Start of LISTED RECORDS
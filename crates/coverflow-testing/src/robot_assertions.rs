//! Assertion utilities for robot tests.

use coverflow_ui_graphics::{Point, Rect};

/// Assert that a value is within an expected range.
pub fn assert_approx_eq(actual: f32, expected: f32, tolerance: f32, msg: &str) {
    let diff = (actual - expected).abs();
    assert!(
        diff <= tolerance,
        "{}: expected {} (±{}), got {} (diff: {})",
        msg,
        expected,
        tolerance,
        actual,
        diff
    );
}

/// Assert that two points are approximately equal.
pub fn assert_point_approx_eq(actual: Point, expected: Point, tolerance: f32, msg: &str) {
    assert_approx_eq(actual.x, expected.x, tolerance, &format!("{} - x", msg));
    assert_approx_eq(actual.y, expected.y, tolerance, &format!("{} - y", msg));
}

/// Assert that a rectangle spans exactly `left..right` horizontally.
pub fn assert_horizontal_span(rect: Rect, left: f32, right: f32, msg: &str) {
    assert_approx_eq(rect.left(), left, 0.001, &format!("{} - left", msg));
    assert_approx_eq(rect.right(), right, 0.001, &format!("{} - right", msg));
}
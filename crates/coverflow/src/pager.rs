//! Boundary with the embedded paged view.
//!
//! The container never renders pages or owns page data. It only needs a
//! handle that accepts touch events, reports the current page and its
//! on-screen bounds, and notifies listeners about scrolling. Handles are
//! shared `Rc`s used from the UI thread, so every method takes `&self` and
//! implementations keep their state behind `Cell`/`RefCell`.

use crate::scroll_state::ScrollState;
use coverflow_foundation::PointerEvent;
use coverflow_ui_graphics::Rect;
use std::rc::Rc;

/// Page-change notifications emitted by a [`PagedView`].
pub trait PageChangeListener {
    /// Scroll progress. `position` is the index of the leftmost visible page
    /// and `position_offset` the fraction of it scrolled off screen.
    fn on_page_scrolled(&self, position: i32, position_offset: f32, position_offset_pixels: i32);

    fn on_page_selected(&self, position: i32);

    fn on_page_scroll_state_changed(&self, state: ScrollState);
}

/// Minimum capability set the container requires from a horizontally paged
/// view.
pub trait PagedView {
    /// Dispatch entry point for (remapped) touch events. Returns whether the
    /// pager consumed the event.
    fn dispatch_touch_event(&self, event: &PointerEvent) -> bool;

    fn current_item(&self) -> i32;

    fn page_count(&self) -> usize;

    /// Visible bounds in screen coordinates.
    fn visible_screen_rect(&self) -> Rect;

    fn add_page_change_listener(&self, listener: Rc<dyn PageChangeListener>);
}

/// A child view handed to the container when it is inflated.
pub trait View {
    /// Human readable type, used in configuration errors.
    fn type_name(&self) -> &'static str;

    /// Returns the paged-view capability if this child is a pager.
    fn as_paged_view(self: Rc<Self>) -> Option<Rc<dyn PagedView>> {
        None
    }
}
End of LISTED RECORDS
Among the entries above, the lines between the ones containing "scrolling. Handles are" and "fn visible_screen_rect(&self) -> Rect;", inclusive, are to be transcribed exactly. No other line is to be given.

_TASK ANSWER_.
//! on-screen bounds, and notifies listeners about scrolling. Handles are
//! shared `Rc`s used from the UI thread, so every method takes `&self` and
//! implementations keep their state behind `Cell`/`RefCell`.

use crate::scroll_state::ScrollState;
use coverflow_foundation::PointerEvent;
use coverflow_ui_graphics::Rect;
use std::rc::Rc;

/// Page-change notifications emitted by a [`PagedView`].
pub trait PageChangeListener {
    /// Scroll progress. `position` is the index of the leftmost visible page
    /// and `position_offset` the fraction of it scrolled off screen.
    fn on_page_scrolled(&self, position: i32, position_offset: f32, position_offset_pixels: i32);

    fn on_page_selected(&self, position: i32);

    fn on_page_scroll_state_changed(&self, state: ScrollState);
}

/// Minimum capability set the container requires from a horizontally paged
/// view.
pub trait PagedView {
    /// Dispatch entry point for (remapped) touch events. Returns whether the
    /// pager consumed the event.
    fn dispatch_touch_event(&self, event: &PointerEvent) -> bool;

    fn current_item(&self) -> i32;

    fn page_count(&self) -> usize;

    /// Visible bounds in screen coordinates.
    fn visible_screen_rect(&self) -> Rect;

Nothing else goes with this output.